**Assigned task**
Take from the material every line containing the string "write" and copy it.
▬▬▬
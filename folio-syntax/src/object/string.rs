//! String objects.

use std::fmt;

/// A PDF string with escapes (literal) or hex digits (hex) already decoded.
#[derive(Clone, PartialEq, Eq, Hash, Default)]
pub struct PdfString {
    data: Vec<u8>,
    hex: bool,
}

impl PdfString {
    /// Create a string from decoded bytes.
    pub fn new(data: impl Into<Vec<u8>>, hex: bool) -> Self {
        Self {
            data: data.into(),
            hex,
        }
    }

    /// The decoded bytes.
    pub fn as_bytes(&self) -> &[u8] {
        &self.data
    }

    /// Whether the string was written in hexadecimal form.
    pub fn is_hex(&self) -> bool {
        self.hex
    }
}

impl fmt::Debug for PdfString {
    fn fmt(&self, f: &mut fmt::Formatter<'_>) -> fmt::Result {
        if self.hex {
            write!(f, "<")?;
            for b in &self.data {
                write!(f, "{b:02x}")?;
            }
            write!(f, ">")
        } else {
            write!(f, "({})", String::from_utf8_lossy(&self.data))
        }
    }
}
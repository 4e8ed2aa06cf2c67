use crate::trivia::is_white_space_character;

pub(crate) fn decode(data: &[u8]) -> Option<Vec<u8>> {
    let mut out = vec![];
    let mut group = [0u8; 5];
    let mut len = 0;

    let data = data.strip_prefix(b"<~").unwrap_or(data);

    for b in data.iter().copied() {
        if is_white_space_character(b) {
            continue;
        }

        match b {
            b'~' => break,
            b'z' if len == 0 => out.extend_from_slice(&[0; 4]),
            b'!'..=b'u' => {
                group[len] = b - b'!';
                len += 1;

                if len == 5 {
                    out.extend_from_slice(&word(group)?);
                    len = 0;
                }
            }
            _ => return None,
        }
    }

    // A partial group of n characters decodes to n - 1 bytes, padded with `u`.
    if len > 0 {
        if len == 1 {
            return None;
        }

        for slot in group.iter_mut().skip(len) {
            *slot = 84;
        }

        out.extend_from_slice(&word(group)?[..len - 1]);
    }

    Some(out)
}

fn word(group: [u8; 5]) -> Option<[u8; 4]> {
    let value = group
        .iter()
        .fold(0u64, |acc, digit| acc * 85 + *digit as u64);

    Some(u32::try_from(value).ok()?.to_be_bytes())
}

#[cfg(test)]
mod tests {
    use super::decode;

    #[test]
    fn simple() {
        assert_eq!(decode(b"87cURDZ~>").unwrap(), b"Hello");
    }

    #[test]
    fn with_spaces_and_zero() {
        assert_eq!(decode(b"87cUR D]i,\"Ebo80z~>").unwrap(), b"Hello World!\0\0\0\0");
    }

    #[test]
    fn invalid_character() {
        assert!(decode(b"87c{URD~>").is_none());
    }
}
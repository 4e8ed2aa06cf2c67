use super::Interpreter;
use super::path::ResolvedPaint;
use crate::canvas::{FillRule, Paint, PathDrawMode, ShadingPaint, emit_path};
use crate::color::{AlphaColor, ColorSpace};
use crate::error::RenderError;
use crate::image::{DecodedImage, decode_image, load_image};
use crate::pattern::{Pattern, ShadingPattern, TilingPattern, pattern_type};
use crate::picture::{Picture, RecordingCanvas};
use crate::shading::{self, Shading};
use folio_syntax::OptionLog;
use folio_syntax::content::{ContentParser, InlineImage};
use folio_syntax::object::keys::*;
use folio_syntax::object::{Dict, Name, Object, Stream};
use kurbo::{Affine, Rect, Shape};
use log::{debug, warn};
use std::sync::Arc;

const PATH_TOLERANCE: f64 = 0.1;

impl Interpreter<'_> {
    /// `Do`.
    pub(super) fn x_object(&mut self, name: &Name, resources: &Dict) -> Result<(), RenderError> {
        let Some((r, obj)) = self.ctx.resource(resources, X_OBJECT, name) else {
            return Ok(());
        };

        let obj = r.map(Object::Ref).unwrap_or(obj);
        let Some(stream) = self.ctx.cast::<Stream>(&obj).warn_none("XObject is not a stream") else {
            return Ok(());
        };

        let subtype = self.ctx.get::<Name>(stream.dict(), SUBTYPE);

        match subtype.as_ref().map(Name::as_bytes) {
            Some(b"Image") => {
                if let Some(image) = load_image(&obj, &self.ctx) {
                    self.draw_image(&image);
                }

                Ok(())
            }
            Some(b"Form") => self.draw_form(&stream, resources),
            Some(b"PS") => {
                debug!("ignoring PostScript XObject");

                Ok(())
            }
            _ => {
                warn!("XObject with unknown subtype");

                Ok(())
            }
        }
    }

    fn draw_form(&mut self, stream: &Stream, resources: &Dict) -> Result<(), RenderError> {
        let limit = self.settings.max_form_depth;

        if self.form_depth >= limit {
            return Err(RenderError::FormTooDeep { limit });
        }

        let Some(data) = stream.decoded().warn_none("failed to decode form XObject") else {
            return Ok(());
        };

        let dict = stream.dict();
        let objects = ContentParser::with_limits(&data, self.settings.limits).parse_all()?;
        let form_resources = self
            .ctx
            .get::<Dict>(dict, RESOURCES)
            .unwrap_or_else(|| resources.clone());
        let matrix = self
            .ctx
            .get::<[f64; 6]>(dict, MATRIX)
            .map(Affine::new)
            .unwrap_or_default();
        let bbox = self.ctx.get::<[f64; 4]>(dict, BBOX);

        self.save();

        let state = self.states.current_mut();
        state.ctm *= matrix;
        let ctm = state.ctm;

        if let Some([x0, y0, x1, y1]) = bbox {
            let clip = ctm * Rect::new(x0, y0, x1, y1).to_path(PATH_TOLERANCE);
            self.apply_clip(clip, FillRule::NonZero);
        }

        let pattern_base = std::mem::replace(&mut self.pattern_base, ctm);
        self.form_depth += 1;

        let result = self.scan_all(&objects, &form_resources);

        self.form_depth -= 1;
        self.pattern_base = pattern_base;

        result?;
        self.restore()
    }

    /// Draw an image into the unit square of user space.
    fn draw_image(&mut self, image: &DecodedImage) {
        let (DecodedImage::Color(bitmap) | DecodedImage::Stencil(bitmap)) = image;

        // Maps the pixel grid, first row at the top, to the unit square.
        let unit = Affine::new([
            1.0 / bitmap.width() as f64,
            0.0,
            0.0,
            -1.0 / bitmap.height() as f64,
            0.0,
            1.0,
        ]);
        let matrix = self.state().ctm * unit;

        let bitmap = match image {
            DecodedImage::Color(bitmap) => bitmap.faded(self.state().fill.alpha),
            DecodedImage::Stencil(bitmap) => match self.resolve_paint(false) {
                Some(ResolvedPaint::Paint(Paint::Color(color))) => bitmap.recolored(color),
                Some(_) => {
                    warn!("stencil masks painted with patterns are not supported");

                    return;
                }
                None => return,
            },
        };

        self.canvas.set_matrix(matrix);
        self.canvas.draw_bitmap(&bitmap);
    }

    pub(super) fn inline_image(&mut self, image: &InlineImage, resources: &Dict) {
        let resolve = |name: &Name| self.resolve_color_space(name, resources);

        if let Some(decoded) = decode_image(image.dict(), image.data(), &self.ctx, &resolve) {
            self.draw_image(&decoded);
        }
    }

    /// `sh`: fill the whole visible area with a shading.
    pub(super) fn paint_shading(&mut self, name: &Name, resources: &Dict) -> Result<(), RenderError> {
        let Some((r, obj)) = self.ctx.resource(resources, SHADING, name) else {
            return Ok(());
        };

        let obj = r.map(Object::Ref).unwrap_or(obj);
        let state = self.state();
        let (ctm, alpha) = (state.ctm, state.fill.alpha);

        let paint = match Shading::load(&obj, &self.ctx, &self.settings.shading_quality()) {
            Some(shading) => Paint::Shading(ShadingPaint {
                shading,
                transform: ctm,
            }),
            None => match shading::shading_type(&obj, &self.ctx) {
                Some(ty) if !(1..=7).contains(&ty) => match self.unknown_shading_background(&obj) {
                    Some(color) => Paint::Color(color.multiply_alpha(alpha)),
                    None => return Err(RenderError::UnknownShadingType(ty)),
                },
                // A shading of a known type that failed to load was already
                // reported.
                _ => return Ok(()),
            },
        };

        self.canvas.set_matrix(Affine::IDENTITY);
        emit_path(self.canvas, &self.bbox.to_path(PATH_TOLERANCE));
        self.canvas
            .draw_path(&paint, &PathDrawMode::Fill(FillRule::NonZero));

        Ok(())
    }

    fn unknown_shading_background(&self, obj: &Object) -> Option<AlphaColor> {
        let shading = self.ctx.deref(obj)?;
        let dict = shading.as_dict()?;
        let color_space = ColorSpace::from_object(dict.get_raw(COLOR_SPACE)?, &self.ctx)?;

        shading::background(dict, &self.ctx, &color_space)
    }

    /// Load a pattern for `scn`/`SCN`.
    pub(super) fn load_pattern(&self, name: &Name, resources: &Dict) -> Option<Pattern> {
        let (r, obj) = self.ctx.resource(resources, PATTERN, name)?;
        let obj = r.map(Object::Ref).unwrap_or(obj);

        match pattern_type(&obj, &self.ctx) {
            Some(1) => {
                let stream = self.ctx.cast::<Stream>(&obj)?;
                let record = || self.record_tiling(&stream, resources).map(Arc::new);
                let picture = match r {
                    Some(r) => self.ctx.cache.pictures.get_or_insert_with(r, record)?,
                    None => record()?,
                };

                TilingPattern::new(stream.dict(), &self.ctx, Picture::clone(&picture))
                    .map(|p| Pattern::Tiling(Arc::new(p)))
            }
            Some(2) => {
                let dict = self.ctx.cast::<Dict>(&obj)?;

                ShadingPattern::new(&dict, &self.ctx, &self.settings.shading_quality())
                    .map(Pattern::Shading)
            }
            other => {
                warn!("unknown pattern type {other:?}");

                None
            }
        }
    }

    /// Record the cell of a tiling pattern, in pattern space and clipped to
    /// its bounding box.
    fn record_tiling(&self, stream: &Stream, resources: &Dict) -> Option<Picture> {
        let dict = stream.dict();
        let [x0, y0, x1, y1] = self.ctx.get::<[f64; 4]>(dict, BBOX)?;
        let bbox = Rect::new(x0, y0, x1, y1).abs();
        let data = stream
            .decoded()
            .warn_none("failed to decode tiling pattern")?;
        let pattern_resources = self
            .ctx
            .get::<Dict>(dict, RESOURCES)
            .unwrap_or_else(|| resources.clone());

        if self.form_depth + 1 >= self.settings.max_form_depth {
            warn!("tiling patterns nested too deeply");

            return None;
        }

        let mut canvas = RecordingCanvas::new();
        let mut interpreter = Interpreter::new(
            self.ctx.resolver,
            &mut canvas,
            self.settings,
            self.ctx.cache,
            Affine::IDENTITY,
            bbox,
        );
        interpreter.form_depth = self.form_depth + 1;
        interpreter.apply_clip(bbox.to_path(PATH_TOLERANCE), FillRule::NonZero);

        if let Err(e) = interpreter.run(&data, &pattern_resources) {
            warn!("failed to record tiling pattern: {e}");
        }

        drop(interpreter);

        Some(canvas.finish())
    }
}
▬▬▬
**Written solution**
            write!(f, "<")?;
                write!(f, "{b:02x}")?;
            write!(f, ">")
            write!(f, "({})", String::from_utf8_lossy(&self.data))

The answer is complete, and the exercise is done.